Problem details:
Return, from the data below, each line that contains the word "copy".
╭─ Task input
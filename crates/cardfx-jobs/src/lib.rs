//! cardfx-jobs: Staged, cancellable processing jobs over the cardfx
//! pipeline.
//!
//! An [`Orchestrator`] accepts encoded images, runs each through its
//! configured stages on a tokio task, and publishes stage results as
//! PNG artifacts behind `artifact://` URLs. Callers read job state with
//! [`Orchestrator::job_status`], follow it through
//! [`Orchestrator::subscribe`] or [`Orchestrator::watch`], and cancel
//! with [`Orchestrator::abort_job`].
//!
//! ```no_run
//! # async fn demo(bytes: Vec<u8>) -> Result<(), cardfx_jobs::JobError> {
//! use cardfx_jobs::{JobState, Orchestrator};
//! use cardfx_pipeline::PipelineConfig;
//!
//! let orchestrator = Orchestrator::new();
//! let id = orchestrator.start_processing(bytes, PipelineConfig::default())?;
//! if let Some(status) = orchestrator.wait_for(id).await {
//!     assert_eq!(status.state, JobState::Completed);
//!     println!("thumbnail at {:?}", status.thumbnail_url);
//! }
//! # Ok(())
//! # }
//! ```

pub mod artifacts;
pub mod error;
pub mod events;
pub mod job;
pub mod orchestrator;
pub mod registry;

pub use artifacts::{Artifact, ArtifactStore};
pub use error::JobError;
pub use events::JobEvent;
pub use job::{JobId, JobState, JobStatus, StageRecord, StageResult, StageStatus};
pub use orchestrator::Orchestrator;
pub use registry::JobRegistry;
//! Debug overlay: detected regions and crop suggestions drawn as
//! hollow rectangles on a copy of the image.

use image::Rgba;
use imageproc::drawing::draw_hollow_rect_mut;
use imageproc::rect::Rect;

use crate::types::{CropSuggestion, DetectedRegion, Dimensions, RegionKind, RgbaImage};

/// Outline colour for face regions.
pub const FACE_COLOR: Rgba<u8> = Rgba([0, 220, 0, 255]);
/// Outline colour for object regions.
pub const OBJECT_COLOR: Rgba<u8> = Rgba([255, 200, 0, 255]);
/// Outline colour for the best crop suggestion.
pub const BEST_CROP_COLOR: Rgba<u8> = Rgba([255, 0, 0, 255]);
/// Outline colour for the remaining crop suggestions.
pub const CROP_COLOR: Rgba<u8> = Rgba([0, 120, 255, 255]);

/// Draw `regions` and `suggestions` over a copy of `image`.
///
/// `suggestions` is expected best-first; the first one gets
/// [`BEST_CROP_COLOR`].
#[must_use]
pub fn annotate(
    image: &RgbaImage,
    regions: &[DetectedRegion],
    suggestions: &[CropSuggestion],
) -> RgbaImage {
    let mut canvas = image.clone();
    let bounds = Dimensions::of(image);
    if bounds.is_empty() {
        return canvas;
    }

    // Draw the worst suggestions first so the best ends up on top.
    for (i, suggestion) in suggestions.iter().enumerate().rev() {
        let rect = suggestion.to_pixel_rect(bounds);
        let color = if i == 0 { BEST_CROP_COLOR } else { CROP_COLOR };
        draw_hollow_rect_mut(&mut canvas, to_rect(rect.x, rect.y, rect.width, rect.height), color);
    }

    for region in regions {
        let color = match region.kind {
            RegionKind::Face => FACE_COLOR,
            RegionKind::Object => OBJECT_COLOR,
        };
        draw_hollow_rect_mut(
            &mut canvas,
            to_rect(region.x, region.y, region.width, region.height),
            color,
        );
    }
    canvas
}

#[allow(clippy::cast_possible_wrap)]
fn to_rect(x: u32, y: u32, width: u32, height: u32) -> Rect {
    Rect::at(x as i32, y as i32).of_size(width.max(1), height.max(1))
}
╰─
Response:
//! hollow rectangles on a copy of the image.
/// Draw `regions` and `suggestions` over a copy of `image`.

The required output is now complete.